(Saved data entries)
*** Block opens ***

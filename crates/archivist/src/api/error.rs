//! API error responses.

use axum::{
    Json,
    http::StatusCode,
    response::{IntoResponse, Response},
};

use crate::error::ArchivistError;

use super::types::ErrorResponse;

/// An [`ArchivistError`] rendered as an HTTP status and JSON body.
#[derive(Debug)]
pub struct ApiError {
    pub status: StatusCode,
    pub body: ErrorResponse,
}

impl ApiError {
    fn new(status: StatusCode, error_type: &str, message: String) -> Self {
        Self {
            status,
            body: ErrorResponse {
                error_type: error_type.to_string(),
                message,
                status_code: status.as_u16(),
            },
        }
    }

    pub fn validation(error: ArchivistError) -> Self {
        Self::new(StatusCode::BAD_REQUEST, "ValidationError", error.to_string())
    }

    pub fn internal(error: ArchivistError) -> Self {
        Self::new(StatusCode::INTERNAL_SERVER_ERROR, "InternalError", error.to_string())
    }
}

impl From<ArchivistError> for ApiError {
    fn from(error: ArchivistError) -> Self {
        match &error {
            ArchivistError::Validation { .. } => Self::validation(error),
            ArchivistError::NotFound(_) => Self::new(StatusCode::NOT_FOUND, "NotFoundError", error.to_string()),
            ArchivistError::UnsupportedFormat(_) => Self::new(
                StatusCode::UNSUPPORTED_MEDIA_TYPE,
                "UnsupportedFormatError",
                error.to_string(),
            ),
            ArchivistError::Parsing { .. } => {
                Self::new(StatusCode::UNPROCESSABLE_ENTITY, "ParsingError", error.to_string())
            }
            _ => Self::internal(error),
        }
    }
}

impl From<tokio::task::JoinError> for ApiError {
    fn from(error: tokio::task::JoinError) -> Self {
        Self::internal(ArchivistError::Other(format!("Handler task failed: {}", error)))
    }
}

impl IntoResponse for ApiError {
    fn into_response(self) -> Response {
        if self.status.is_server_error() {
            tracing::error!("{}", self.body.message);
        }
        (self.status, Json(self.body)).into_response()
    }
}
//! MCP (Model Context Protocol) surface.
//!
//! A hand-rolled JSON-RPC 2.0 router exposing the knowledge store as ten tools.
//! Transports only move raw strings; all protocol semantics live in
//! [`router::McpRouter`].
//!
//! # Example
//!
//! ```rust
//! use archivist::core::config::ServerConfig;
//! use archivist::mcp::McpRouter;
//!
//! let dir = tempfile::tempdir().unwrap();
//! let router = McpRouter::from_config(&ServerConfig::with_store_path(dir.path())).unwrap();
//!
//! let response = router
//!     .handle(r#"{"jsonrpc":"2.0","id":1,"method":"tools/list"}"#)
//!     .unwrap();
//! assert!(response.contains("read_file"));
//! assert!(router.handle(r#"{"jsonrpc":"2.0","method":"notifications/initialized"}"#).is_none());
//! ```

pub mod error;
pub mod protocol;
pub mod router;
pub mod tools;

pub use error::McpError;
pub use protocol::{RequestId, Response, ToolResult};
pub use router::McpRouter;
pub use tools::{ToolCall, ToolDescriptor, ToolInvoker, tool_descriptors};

*** Block closes ***

Write out the lines above exactly, but only from the one containing "pub mod protocol;" through the last one.

pub mod protocol;
pub mod router;
pub mod tools;

pub use error::McpError;
pub use protocol::{RequestId, Response, ToolResult};
pub use router::McpRouter;
pub use tools::{ToolCall, ToolDescriptor, ToolInvoker, tool_descriptors};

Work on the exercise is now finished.